DATA UNDER STUDY —
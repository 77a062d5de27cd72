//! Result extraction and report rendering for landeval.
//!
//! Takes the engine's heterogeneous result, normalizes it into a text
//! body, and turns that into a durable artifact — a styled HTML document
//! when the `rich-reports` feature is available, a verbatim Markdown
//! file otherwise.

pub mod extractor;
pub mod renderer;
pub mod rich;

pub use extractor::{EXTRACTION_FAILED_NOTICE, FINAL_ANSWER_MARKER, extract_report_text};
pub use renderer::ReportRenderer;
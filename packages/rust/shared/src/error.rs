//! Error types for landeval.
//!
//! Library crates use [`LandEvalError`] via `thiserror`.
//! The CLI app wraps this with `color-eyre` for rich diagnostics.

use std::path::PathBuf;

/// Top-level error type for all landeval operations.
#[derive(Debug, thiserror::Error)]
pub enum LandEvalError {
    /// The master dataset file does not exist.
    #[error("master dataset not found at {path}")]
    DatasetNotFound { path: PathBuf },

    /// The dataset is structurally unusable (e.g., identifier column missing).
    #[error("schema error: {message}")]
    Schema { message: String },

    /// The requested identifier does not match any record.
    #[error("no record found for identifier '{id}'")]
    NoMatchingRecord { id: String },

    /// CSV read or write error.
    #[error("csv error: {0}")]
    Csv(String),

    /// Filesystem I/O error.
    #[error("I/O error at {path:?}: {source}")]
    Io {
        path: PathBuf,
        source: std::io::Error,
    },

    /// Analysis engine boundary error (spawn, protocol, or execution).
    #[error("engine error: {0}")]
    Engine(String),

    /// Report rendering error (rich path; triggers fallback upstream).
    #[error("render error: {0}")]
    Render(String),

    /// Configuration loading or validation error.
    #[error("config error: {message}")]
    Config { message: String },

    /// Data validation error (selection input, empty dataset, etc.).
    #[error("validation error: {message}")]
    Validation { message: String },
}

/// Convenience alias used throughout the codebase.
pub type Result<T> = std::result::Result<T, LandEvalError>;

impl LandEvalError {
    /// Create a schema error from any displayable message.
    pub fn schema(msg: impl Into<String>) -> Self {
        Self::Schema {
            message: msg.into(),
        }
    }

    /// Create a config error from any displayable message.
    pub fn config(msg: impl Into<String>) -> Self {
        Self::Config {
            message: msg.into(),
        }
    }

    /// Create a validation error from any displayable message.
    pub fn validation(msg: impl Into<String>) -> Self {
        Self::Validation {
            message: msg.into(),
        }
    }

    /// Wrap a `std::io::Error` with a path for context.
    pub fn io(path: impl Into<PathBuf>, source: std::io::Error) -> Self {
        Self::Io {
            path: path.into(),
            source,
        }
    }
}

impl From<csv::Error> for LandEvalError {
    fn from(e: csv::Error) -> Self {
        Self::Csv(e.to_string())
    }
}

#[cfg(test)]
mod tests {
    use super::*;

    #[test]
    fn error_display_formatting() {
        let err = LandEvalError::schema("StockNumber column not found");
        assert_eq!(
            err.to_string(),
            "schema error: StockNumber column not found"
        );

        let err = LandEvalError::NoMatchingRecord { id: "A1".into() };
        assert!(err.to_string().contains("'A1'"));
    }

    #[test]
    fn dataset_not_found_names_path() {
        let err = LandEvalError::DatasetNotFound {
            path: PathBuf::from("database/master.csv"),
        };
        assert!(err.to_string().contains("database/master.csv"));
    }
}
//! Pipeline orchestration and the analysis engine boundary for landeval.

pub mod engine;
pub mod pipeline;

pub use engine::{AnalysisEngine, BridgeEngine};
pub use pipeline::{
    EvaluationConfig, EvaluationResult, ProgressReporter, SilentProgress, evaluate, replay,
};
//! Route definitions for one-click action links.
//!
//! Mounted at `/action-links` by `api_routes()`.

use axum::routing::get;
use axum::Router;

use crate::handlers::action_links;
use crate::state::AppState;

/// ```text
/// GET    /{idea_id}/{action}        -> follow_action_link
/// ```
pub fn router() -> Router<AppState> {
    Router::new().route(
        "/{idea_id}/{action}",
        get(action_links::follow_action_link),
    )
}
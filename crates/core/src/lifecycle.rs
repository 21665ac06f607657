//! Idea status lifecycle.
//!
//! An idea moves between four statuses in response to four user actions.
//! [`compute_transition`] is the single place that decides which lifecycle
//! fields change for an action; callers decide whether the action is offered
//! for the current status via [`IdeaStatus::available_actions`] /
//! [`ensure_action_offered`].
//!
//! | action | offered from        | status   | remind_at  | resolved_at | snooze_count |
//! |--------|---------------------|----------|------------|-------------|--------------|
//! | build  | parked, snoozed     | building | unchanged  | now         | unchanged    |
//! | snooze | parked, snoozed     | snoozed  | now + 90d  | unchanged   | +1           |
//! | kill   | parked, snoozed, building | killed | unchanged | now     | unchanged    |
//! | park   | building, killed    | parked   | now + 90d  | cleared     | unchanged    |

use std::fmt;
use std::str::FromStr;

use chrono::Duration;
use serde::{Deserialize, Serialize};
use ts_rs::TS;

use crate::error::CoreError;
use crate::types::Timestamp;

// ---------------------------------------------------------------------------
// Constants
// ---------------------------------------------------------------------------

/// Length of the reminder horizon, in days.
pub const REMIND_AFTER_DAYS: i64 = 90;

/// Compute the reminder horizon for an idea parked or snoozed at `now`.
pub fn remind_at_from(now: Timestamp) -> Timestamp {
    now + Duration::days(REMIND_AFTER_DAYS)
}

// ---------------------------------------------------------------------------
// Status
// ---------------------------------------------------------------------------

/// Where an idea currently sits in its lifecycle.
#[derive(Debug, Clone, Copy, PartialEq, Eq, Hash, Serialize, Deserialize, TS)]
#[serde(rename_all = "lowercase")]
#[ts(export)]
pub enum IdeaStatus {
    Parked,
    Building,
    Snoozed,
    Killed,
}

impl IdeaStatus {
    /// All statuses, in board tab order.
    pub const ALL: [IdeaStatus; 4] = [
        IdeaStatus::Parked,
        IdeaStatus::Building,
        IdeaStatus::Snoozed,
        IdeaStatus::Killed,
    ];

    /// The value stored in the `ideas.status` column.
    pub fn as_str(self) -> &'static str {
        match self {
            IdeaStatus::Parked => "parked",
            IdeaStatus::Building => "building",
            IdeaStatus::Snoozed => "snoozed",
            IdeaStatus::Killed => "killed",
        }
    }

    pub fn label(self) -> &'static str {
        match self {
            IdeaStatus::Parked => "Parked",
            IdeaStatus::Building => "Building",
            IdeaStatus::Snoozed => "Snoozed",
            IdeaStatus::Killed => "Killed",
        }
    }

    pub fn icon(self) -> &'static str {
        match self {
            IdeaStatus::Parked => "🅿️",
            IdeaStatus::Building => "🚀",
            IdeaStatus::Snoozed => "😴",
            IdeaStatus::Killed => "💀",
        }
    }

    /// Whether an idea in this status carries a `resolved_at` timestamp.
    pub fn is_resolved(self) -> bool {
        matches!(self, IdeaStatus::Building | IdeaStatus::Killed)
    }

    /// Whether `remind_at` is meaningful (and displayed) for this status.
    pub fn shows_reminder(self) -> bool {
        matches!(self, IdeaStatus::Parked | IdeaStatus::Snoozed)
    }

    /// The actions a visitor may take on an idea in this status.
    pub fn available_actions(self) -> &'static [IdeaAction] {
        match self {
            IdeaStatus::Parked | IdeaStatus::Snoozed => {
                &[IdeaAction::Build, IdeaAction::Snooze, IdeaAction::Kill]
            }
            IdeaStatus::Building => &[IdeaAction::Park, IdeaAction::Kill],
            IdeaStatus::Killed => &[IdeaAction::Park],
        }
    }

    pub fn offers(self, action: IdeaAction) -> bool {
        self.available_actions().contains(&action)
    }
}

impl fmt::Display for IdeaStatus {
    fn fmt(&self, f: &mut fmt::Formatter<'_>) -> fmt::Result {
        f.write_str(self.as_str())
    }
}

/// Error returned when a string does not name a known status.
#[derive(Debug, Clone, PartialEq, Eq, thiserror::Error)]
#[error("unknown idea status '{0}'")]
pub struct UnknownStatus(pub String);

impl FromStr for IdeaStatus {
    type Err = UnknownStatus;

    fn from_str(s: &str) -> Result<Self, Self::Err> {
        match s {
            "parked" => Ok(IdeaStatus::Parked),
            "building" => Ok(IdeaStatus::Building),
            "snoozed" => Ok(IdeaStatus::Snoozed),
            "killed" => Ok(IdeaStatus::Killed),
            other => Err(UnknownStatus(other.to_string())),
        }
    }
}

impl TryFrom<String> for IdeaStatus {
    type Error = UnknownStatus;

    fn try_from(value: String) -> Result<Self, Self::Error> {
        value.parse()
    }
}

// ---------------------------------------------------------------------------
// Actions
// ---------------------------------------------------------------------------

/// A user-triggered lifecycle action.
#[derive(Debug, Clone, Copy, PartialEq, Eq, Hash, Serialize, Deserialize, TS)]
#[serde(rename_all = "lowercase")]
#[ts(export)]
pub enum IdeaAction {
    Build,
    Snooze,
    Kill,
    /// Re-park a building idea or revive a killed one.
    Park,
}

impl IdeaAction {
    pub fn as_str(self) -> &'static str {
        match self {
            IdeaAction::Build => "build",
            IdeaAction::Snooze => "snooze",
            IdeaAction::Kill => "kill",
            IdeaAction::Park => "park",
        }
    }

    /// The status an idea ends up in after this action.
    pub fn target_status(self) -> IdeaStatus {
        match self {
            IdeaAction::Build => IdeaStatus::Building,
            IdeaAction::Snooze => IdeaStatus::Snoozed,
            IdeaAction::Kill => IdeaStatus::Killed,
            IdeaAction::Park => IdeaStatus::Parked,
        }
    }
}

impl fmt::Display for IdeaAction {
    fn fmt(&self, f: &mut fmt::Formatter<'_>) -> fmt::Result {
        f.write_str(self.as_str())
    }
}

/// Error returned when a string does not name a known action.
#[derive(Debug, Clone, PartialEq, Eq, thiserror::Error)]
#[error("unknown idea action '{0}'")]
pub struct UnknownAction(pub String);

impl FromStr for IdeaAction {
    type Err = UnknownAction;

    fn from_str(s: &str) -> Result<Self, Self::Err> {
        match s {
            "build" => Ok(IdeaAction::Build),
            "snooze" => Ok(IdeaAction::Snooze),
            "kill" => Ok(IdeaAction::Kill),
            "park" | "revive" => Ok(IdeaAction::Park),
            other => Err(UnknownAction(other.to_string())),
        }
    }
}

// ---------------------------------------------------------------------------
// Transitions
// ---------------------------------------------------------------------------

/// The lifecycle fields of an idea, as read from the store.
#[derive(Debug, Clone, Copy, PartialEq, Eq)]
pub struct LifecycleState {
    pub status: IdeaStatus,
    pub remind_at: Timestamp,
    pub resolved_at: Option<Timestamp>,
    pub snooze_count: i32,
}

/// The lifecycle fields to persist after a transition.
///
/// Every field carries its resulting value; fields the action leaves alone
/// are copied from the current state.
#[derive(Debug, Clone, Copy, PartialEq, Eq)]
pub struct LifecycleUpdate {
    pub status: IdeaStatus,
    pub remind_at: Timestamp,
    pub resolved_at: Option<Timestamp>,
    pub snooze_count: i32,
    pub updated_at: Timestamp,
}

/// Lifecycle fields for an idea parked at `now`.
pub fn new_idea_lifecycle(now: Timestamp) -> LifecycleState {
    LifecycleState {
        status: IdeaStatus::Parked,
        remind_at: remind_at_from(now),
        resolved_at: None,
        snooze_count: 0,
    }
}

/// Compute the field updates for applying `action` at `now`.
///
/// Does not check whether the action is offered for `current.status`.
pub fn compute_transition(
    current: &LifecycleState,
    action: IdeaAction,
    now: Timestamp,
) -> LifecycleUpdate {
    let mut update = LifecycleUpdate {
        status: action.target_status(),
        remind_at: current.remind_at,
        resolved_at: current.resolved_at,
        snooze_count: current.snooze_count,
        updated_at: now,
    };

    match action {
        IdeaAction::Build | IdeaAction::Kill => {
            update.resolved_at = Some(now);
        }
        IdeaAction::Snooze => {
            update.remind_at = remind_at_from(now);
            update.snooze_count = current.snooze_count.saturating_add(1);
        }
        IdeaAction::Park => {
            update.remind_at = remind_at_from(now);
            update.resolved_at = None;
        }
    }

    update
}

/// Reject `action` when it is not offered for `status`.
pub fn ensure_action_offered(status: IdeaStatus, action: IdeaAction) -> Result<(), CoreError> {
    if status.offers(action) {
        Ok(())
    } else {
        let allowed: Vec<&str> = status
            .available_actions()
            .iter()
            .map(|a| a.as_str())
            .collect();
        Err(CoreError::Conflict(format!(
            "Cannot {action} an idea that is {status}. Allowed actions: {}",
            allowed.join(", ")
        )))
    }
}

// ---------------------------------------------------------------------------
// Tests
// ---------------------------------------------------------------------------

REQUIREMENT — Set down only the lines above that fall between the line holding "pub struct UnknownAction(pub String);" and the line holding "from the store.", inclusive, keeping each exact.

SOLUTION TO THIS TASK —
pub struct UnknownAction(pub String);

impl FromStr for IdeaAction {
    type Err = UnknownAction;

    fn from_str(s: &str) -> Result<Self, Self::Err> {
        match s {
            "build" => Ok(IdeaAction::Build),
            "snooze" => Ok(IdeaAction::Snooze),
            "kill" => Ok(IdeaAction::Kill),
            "park" | "revive" => Ok(IdeaAction::Park),
            other => Err(UnknownAction(other.to_string())),
        }
    }
}

// ---------------------------------------------------------------------------
// Transitions
// ---------------------------------------------------------------------------

/// The lifecycle fields of an idea, as read from the store.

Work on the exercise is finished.